Final answer:
A PID controller can be tailored to meet the design requirements of zero steady-state error and a settling time of less than 0.4 seconds for a DC motor with the given parameters. The design starts with a reduced model and is then verified using the full model, ensuring performance adherence to the inductive effects in real scenarios.
Step-by-step explanation:
To design a suitable position control for a DC motor that guarantees zero steady-state error and a settling time of no more than 0.4 seconds, a common approach is to use a proportional-integral-derivative (PID) controller. Given the parameters K = 0.1, R = 1, L = 1mH, B = 0.001 N.m. sec/rad, J = 0.001 N.m.sec²/rad, the reduced model of the motor will be used initially for simplicity during design since it ignores the inductance L, which is small and causes the system to have a faster response.

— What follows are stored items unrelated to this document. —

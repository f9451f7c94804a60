//! Acceptance tests for searching users
//!
//! Drives the app through key presses and scripted fetch outcomes, then checks
//! both state and rendered output.

use crate::model::{FetchError, FetchRequest, RepoId, RepoSummary, UserSummary};
use crate::state::{FocusPane, LoadState};
use crate::test_harness::AcceptanceTestHarness;
use crossterm::event::KeyCode;

// ===== Scenario: search, expand, browse =====

#[test]
fn octocat_search_expands_into_repositories() {
    // GIVEN: A fresh app
    let mut harness = AcceptanceTestHarness::new();

    // WHEN: User searches "octocat" and the API returns one user
    harness.search("octocat");
    assert_eq!(harness.search_ticket(0).query, "octocat");
    assert!(harness.complete_search(0, Ok(vec![UserSummary::new(1, "octocat")])));

    // THEN: One row "octocat" is shown
    let output = harness.render_to_string();
    assert!(output.contains("Showing users for \"octocat\""), "{}", output);
    assert!(output.contains("▸ octocat"), "{}", output);
    assert_eq!(harness.state().search.results().len(), 1);

    // WHEN: User selects it
    harness.send_key(KeyCode::Enter);

    // THEN: Repositories are requested for "octocat"
    assert_eq!(harness.repo_ticket(0).username, "octocat");
    let output = harness.render_to_string();
    assert!(output.contains("Loading repositories..."), "{}", output);

    // WHEN: The repository response arrives
    let repo = RepoSummary {
        id: RepoId::new(10),
        name: "Hello-World".to_string(),
        description: None,
        stargazers_count: 42,
        html_url: "https://github.com/octocat/Hello-World".to_string(),
    };
    assert!(harness.complete_repositories(0, Ok(vec![repo])));

    // THEN: Name, placeholder description and star count are shown
    let output = harness.render_to_string();
    assert!(output.contains("▾ octocat"), "{}", output);
    assert!(output.contains("Hello-World  ★ 42"), "{}", output);
    assert!(output.contains("      -"), "{}", output);
}

// ===== Scenario: empty search =====

#[test]
fn empty_search_makes_no_request_and_no_not_found() {
    let mut harness = AcceptanceTestHarness::new();

    harness.send_key(KeyCode::Enter);

    assert!(harness.dispatched().is_empty());
    assert!(harness.state().search.results().is_empty());
    let output = harness.render_to_string();
    assert!(!output.contains("User not found."), "{}", output);
    assert!(
        output.contains("Type a username and press Enter to search."),
        "{}",
        output
    );
}

#[test]
fn whitespace_search_behaves_like_empty_search() {
    let mut harness = AcceptanceTestHarness::new();

    harness.search("   ");

    assert!(harness.dispatched().is_empty());
    assert_eq!(*harness.state().search.load_state(), LoadState::Idle);
    assert!(!harness.render_to_string().contains("User not found."));
}

#[test]
fn blank_search_after_results_clears_them() {
    let mut harness = AcceptanceTestHarness::new();
    harness.search("octocat");
    harness.complete_search(0, Ok(vec![UserSummary::new(1, "octocat")]));

    harness.send_key(KeyCode::Char('/'));
    harness.send_key_with_mods(KeyCode::Char('u'), crossterm::event::KeyModifiers::CONTROL);
    harness.send_key(KeyCode::Enter);

    assert!(harness.state().search.results().is_empty());
    assert_eq!(harness.dispatched().len(), 1);
    assert!(!harness.render_to_string().contains("octocat"));
}

// ===== Scenario: zero results and failures =====

#[test]
fn zero_results_show_user_not_found() {
    let mut harness = AcceptanceTestHarness::new();
    harness.search("no-such-user-xyz");

    harness.complete_search(0, Ok(vec![]));

    assert!(harness.render_to_string().contains("User not found."));
}

#[test]
fn rate_limited_search_shows_fixed_message() {
    let mut harness = AcceptanceTestHarness::new();
    harness.search("octo");

    harness.complete_search(0, Err(FetchError::HttpStatus { status: 403 }));

    let output = harness.render_to_string();
    assert!(output.contains("Failed to fetch users"), "{}", output);
    assert!(output.contains("User not found."), "{}", output);
}

#[test]
fn server_error_shows_message_and_user_not_found() {
    let mut harness = AcceptanceTestHarness::new();
    harness.search("octo");

    assert!(harness.complete_search(0, Err(FetchError::HttpStatus { status: 500 })));

    let output = harness.render_to_string();
    assert!(output.contains("Failed to fetch users"), "{}", output);
    assert!(output.contains("User not found."), "{}", output);
    assert!(harness.state().search.results().is_empty());
}

#[test]
fn network_failure_shows_its_text_and_resubmit_recovers() {
    let mut harness = AcceptanceTestHarness::new();
    harness.search("octo");
    harness.complete_search(
        0,
        Err(FetchError::Network("connection refused".to_string())),
    );
    assert!(harness.render_to_string().contains("connection refused"));

    // 'r' from the results pane submits the same query again
    harness.send_key(KeyCode::Char('r'));
    assert_eq!(harness.search_ticket(1).query, "octo");
    harness.complete_search(1, Ok(vec![UserSummary::new(2, "octodog")]));

    let output = harness.render_to_string();
    assert!(!output.contains("connection refused"), "{}", output);
    assert!(output.contains("octodog"), "{}", output);
}

// ===== Loading =====

#[test]
fn loading_search_shows_spinner_and_blocks_resubmit() {
    let mut harness = AcceptanceTestHarness::new();
    harness.search("octo");
    assert_eq!(harness.state().focus, FocusPane::Results);

    let output = harness.render_to_string();
    assert!(output.contains("Searching"), "{}", output);

    harness.send_key(KeyCode::Char('/'));
    harness.send_key(KeyCode::Enter);

    assert_eq!(harness.dispatched().len(), 1);
}

#[test]
fn new_search_replaces_results_and_collapses_expansion() {
    let mut harness = AcceptanceTestHarness::new();
    harness.search("octo");
    harness.complete_search(0, Ok(vec![UserSummary::new(1, "octocat")]));
    harness.send_key(KeyCode::Enter);
    assert!(harness.state().search.repository_list().is_some());

    harness.send_key(KeyCode::Char('/'));
    harness.send_key_with_mods(KeyCode::Char('u'), crossterm::event::KeyModifiers::CONTROL);
    harness.search("torvalds");
    harness.complete_search(1, Ok(vec![UserSummary::new(1024025, "torvalds")]));

    let state = harness.state();
    assert_eq!(state.search.results_query(), Some("torvalds"));
    assert_eq!(state.search.results()[0].login, "torvalds");
    assert!(state.search.repository_list().is_none());
    assert!(matches!(
        harness.dispatched().last(),
        Some(FetchRequest::SearchUsers(ticket)) if ticket.query == "torvalds"
    ));
}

The transfer function of the reduced motor model can be derived from the motor's electrical and mechanical equations. Assuming a unity feedback system, the PID controller will be designed such that the closed-loop transfer function meets the given performance specifications. A root locus or frequency response method can be used to tune PID parameters until the desired specifications are met. Afterward, the performance of the controller must be tested against the full model including inductance L to ensure the design is adequate.
Moreover, since a zero steady-state error is required, the integral part of the PID ensures the error integral over time is minimized to zero. The settling time requirement will also dictate the speed at which the controller must respond to changes, influencing the proportional and derivative terms of the PID controller.